Under proposed plans, the amended IDA will have four public health situational tiers, replacing the current Disease Outbreak Response System Condition or DORSCON colour-coded framework.

The four tiers are:
  • Baseline: This refers to a peacetime state
  • Outbreak management: Where a pathogen of concern is detected and measures may need to be implemented urgently to manage disease outbreaks. These include contact tracing and quarantine, testing, border controls, and masking
  • Public health threat: Where more stringent, widespread and longer-term control measures and restrictions are needed. These include various safe management measures and restrictions, up to and including a circuit breaker-like imposition
  • Public health emergency: Where very stringent measures such as curfews and requisition of public health assets and manpower may be effected
Speaking in Parliament on the second day of the debate on a government COVID-19 White Paper, Mr Ong said the legislation should be reviewed and amended to also be more “future proof”.
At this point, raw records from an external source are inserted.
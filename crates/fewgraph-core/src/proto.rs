//! Prototype classification over classify-masked embeddings.
//!
//! The consumer side of an [`EpisodeBatch`]: embed both batches, keep the
//! rows flagged by `classify_mask`, average the support rows of each class
//! into a prototype, and score every query row by
//! `log_softmax(-||q - p_c||^2)`.
//!
//! [`mean_aggregate`] is a parameter-free encoder (repeated neighborhood
//! means) that makes the pipeline usable as a baseline without a trained
//! model.

use crate::batch::Batch;
use crate::loader::EpisodeBatch;
use crate::{ClassId, Error, Result};
use ndarray::{Array1, Array2, ArrayView2, Axis};

/// Scores of one query set against the prototypes.
#[derive(Debug, Clone, PartialEq)]
pub struct Classification {
    /// `[num_queries, num_classes]` log-probabilities.
    pub log_probs: Array2<f32>,
    /// Predicted class of each query.
    pub predictions: Vec<ClassId>,
    /// Mean negative log-likelihood of the true classes.
    pub loss: f32,
    /// Fraction of correct predictions.
    pub accuracy: f32,
    /// Unweighted mean of per-class F1 scores.
    pub macro_f1: f32,
}

/// Class-mean prototypes of `embeddings`, with the classes in ascending order.
///
/// # Errors
/// `DataIntegrity` if the row count differs from `targets.len()` or there
/// are no rows.
pub fn prototypes(
    embeddings: ArrayView2<'_, f32>,
    targets: &[ClassId],
) -> Result<(Array2<f32>, Vec<ClassId>)> {
    check_rows("support", embeddings.nrows(), targets.len())?;

    let mut classes = targets.to_vec();
    classes.sort_unstable();
    classes.dedup();

    let mut protos = Array2::zeros((classes.len(), embeddings.ncols()));
    for (row, &class) in classes.iter().enumerate() {
        let members: Vec<usize> = targets
            .iter()
            .enumerate()
            .filter_map(|(i, &t)| (t == class).then_some(i))
            .collect();
        if let Some(mean) = embeddings.select(Axis(0), &members).mean_axis(Axis(0)) {
            protos.row_mut(row).assign(&mean);
        }
    }
    Ok((protos, classes))
}

/// Score `queries` against `prototypes`.
///
/// # Errors
/// `DataIntegrity` for mismatched shapes or a target absent from `classes`.
pub fn classify(
    prototypes: ArrayView2<'_, f32>,
    classes: &[ClassId],
    queries: ArrayView2<'_, f32>,
    targets: &[ClassId],
) -> Result<Classification> {
    check_rows("query", queries.nrows(), targets.len())?;
    if prototypes.nrows() != classes.len() || prototypes.ncols() != queries.ncols() {
        return Err(Error::DataIntegrity(format!(
            "prototypes are {}x{} for {} classes and {}-dim queries",
            prototypes.nrows(),
            prototypes.ncols(),
            classes.len(),
            queries.ncols()
        )));
    }
    let labels: Vec<usize> = targets
        .iter()
        .map(|t| {
            classes.iter().position(|c| c == t).ok_or_else(|| {
                Error::DataIntegrity(format!("query class {t} has no prototype"))
            })
        })
        .collect::<Result<_>>()?;

    let mut log_probs = Array2::zeros((queries.nrows(), classes.len()));
    for (q, query) in queries.outer_iter().enumerate() {
        let logits: Array1<f32> = prototypes
            .outer_iter()
            .map(|p| -(&p - &query).mapv(|x| x * x).sum())
            .collect();
        let max = logits.fold(f32::NEG_INFINITY, |m, &x| m.max(x));
        let log_norm = max + logits.mapv(|x| (x - max).exp()).sum().ln();
        log_probs.row_mut(q).assign(&logits.mapv(|x| x - log_norm));
    }

    let argmax: Vec<usize> = log_probs
        .outer_iter()
        .map(|row| {
            row.iter()
                .enumerate()
                .fold((0, f32::NEG_INFINITY), |best, (i, &x)| {
                    if x > best.1 {
                        (i, x)
                    } else {
                        best
                    }
                })
                .0
        })
        .collect();

    let n = labels.len().max(1) as f32;
    let loss = -labels
        .iter()
        .enumerate()
        .map(|(q, &l)| log_probs[[q, l]])
        .sum::<f32>()
        / n;
    let correct = argmax.iter().zip(&labels).filter(|(p, l)| p == l).count();

    Ok(Classification {
        predictions: argmax.iter().map(|&i| classes[i]).collect(),
        loss,
        accuracy: correct as f32 / n,
        macro_f1: macro_f1(&argmax, &labels, classes.len()),
        log_probs,
    })
}

fn macro_f1(predicted: &[usize], actual: &[usize], num_classes: usize) -> f32 {
    if num_classes == 0 {
        return 0.0;
    }
    let total: f32 = (0..num_classes)
        .map(|c| {
            let tp = predicted
                .iter()
                .zip(actual)
                .filter(|&(&p, &a)| p == c && a == c)
                .count() as f32;
            let fp = predicted.iter().filter(|&&p| p == c).count() as f32 - tp;
            let fn_ = actual.iter().filter(|&&a| a == c).count() as f32 - tp;
            if tp == 0.0 {
                0.0
            } else {
                2.0 * tp / (2.0 * tp + fp + fn_)
            }
        })
        .sum();
    total / num_classes as f32
}

fn check_rows(what: &str, rows: usize, targets: usize) -> Result<()> {
    if rows == 0 || rows != targets {
        return Err(Error::DataIntegrity(format!(
            "{what} has {rows} embedding rows for {targets} targets"
        )));
    }
    Ok(())
}

/// Embed the target rows of `batch` by `hops` rounds of mean aggregation
/// over each node and its batch neighbors.
///
/// Rows come back in classify-mask order.
pub fn mean_aggregate(batch: &Batch, hops: usize) -> Array2<f32> {
    let n = batch.num_nodes();
    let mut neighbors: Vec<Vec<usize>> = vec![Vec::new(); n];
    for (i, j) in batch.directed_edges() {
        neighbors[i].push(j);
    }

    let mut h = batch.features.clone();
    for _ in 0..hops {
        let mut next = h.clone();
        for (i, adj) in neighbors.iter().enumerate() {
            if adj.is_empty() {
                continue;
            }
            let mut row = next.row_mut(i);
            for &j in adj {
                row += &h.row(j);
            }
            row /= (adj.len() + 1) as f32;
        }
        h = next;
    }
    h.select(Axis(0), &batch.target_rows())
}

/// Run the mean-aggregation prototype baseline on one episode.
///
/// # Errors
/// `DataIntegrity` if a batch is empty or a query class is missing from
/// the support.
pub fn evaluate_episode(episode: &EpisodeBatch, hops: usize) -> Result<Classification> {
    let support = mean_aggregate(&episode.support, hops);
    let query = mean_aggregate(&episode.query, hops);
    let (protos, classes) = prototypes(support.view(), episode.support_targets())?;
    classify(protos.view(), &classes, query.view(), episode.query_targets())
}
“It is more intuitive to tell the public that there is an outbreak, a threat or an emergency. And the law spells out what measures could take place under each state,” he said.

Sharing his ministry’s experience during the pandemic, he said emergency powers under the IDA were too blunt and heavy compared to the public health measures and safe management measures needed at that time.

“While COVID-19 was a crisis and a serious threat, we did not declare a public health emergency," he said.

"We wanted to restrict group sizes, but not to control movements of people. We were not planning to impose curfews nor invoke the Requisition of Resources Act to marshal resources."

Instead, an ad-hoc legislation, which was recently extended for another year, was enacted to provide temporary, complementary powers to the IDA.

This allowed authorities to deploy a broad range of tools to tackle COVID-19 at multiple layers, without declaring a public health emergency, he said.

The amendments to the IDA will be introduced in Parliament later this year and once passed, authorities "can and intend to" rescind these temporary control orders, said Mr Ong.

“Will this prevent the panic buying that we saw during COVID-19 when we declared DORSCON Yellow and Orange? Not on its own,” he said.

“Whether a people panic during a crisis, depends a lot on the information they are getting, and whether they know what to do, to protect themselves and contribute towards societal resilience."

Mr Ong added: “If people listen to rumours, do not know what to do, they are likely to rush to the supermarkets and stock up on toilet paper and instant noodles.
“But I believe that with the experience of SARS, H1N1 and now COVID-19, the government knows much better what measures are necessary and appropriate, and the people of Singapore understand much better what to do in a pandemic crisis."